Once all data have been collected, laboratory testing can create models that will predict how the packaging will perform under adverse conditions. The lab analysis should include component, vibration, drop, shock and environmental tests.

Finally, assess package performance against real-life conditions. These include:

  • Ambient temperature along the package delivery route can directly affect the temperature stability of contents inside the package. Desert heat or arctic blasts can spoil a controlled room temperature product shipment if the proper packing patterns and transit times have not been followed. Hence the importance of route and seasonal shipping frequency information. Many shippers worked with their carriers to develop temperature profiles for various products and supplemented this data with additional research from individual logistics companies.
  • Consideration of pack-out and refrigerants. Information about the transit route, handoffs and the amount and condition of refrigerants to be used in pack-out can be determined with a high degree of accuracy. In fact, shippers may choose to design seasonal pack-outs where, for example, a lower-cost, lighter-weight pack-out for spring and fall may be selected on some routes during warmer weather instead of a heavy-duty, universal pack-out that protects products throughout the year.
  • Shipping service level and time in transit. The longer a cold-chain package is in transit, the more refrigerant or phase-change material is needed which in turn lowers its possible payload size. Longer transit times increase the per-unit cost of shipping a cold-chain product and may increase the complexity of the pack-out. In such cases, a faster shipping option with less packaging, insulation and refrigerant may be a better option. Conversely, decreasing transit time may preserve payload size, but incrementally increases the transit cost. However, the universal default to a lower service level and longer transit times may in fact achieve the opposite of its intended goal. Every hour the package remains in transit is an hour that it is exposed to risk, and it is often the case that a package shipped by a faster service with less packaging, insulation and refrigerant is the better option to help prevent product spoilage—as well as a less costly option when taking into account the cost of product loss.
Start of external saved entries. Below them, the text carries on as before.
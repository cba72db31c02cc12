//! Function-arity traits that stand in for runtime signature inspection.
//!
//! A plain Rust function or closure whose parameters are all
//! [`Dependency`] types implements [`Constructor`] (when it is `Fn` and can
//! be stored) and [`Injectable`] (when it only needs to run once). The
//! implementations expose the parameter keys in call order, which is all the
//! registry and the resolver need to know about a signature.

use std::sync::Arc;

use crate::error::{DiError, DiResult};
use crate::key::{key_of_type, Key};
use crate::registration::AnyArc;
use crate::traits::Dependency;

/// A reusable constructor with 0 to 10 injectable parameters.
///
/// # Examples
///
/// ```
/// use ferrous_wire::{Constructor, key_of_type};
/// use std::sync::Arc;
///
/// struct Config;
/// struct Server { config: Arc<Config> }
///
/// fn new_server(config: Arc<Config>) -> Server {
///     Server { config }
/// }
///
/// fn params<F: Constructor<Args>, Args>(_: &F) -> Vec<ferrous_wire::Key> {
///     F::dependencies()
/// }
///
/// assert_eq!(params(&new_server), vec![key_of_type::<Config>()]);
/// ```
pub trait Constructor<Args>: Send + Sync + 'static {
    /// What the function returns.
    type Output;

    /// Parameter keys, in call order.
    fn dependencies() -> Vec<Key>;

    /// Calls the function with instances matching [`dependencies`](Self::dependencies).
    fn construct(&self, instances: Vec<AnyArc>) -> DiResult<Self::Output>;
}

/// A one-shot target function with 0 to 10 injectable parameters.
///
/// Every [`Constructor`] is also `Injectable`; targets additionally may be
/// `FnOnce`, borrow from their environment, and need not be `Send`.
pub trait Injectable<Args> {
    /// What the function returns.
    type Output;

    /// Parameter keys, in call order.
    fn dependencies() -> Vec<Key>;

    /// Consumes the function, calling it with the given instances.
    fn call_once(self, instances: Vec<AnyArc>) -> DiResult<Self::Output>;
}

/// A tuple of values that a single constructor produces together.
///
/// Each element becomes its own providable type, all bound to one provider.
pub trait OutputSet: Send + 'static {
    /// Keys of the tuple elements, in order.
    fn keys() -> Vec<Key>;

    /// Splits the tuple into type-erased instances, in order.
    fn into_instances(self) -> Vec<AnyArc>;
}

#[inline]
fn next_arg<D: Dependency>(instances: &mut std::vec::IntoIter<AnyArc>) -> DiResult<D> {
    let instance = instances
        .next()
        .ok_or(DiError::TypeMismatch(std::any::type_name::<D>()))?;
    D::from_instance(instance)
}

macro_rules! define_injectable ({ $($param:ident)* } => {
    impl<Func, R, $($param,)*> Constructor<($($param,)*)> for Func
    where
        Func: Fn($($param),*) -> R + Send + Sync + 'static,
        $($param: Dependency,)*
    {
        type Output = R;

        #[inline]
        fn dependencies() -> Vec<Key> {
            vec![$($param::key()),*]
        }

        #[inline]
        #[allow(non_snake_case, unused_mut, unused_variables)]
        fn construct(&self, instances: Vec<AnyArc>) -> DiResult<R> {
            let mut instances = instances.into_iter();
            $(let $param = next_arg::<$param>(&mut instances)?;)*
            Ok((self)($($param),*))
        }
    }

    impl<Func, R, $($param,)*> Injectable<($($param,)*)> for Func
    where
        Func: FnOnce($($param),*) -> R,
        $($param: Dependency,)*
    {
        type Output = R;

        #[inline]
        fn dependencies() -> Vec<Key> {
            vec![$($param::key()),*]
        }

        #[inline]
        #[allow(non_snake_case, unused_mut, unused_variables)]
        fn call_once(self, instances: Vec<AnyArc>) -> DiResult<R> {
            let mut instances = instances.into_iter();
            $(let $param = next_arg::<$param>(&mut instances)?;)*
            Ok((self)($($param),*))
        }
    }
});

define_injectable! {}
define_injectable! { T1 }
define_injectable! { T1 T2 }
define_injectable! { T1 T2 T3 }
define_injectable! { T1 T2 T3 T4 }
define_injectable! { T1 T2 T3 T4 T5 }
define_injectable! { T1 T2 T3 T4 T5 T6 }
define_injectable! { T1 T2 T3 T4 T5 T6 T7 }
define_injectable! { T1 T2 T3 T4 T5 T6 T7 T8 }
define_injectable! { T1 T2 T3 T4 T5 T6 T7 T8 T9 }
define_injectable! { T1 T2 T3 T4 T5 T6 T7 T8 T9 T10 }

macro_rules! define_output_set ({ $($out:ident)+ } => {
    impl<$($out: Send + Sync + 'static,)+> OutputSet for ($($out,)+) {
        #[inline]
        fn keys() -> Vec<Key> {
            vec![$(key_of_type::<$out>()),+]
        }

        #[inline]
        #[allow(non_snake_case)]
        fn into_instances(self) -> Vec<AnyArc> {
            let ($($out,)+) = self;
            vec![$(Arc::new($out) as AnyArc),+]
        }
    }
});

define_output_set! { O1 }
define_output_set! { O1 O2 }
define_output_set! { O1 O2 O3 }
define_output_set! { O1 O2 O3 O4 }
define_output_set! { O1 O2 O3 O4 O5 }
define_output_set! { O1 O2 O3 O4 O5 O6 }
define_output_set! { O1 O2 O3 O4 O5 O6 O7 }
define_output_set! { O1 O2 O3 O4 O5 O6 O7 O8 }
Healthcare manufacturers should continually look for ways to optimize their cold-chain packaging. The benefits can be far-reaching, starting with increased efficiencies and cost savings and extending to safer transportation of pharmaceutical goods and medical devices that improve the quality of lives. And while improving the transportation of pharmaceutical products and medical devices can have a profoundly positive impact on business costs and efficiency, “getting it right” helps fulfil the most important purpose of healthcare: making people well.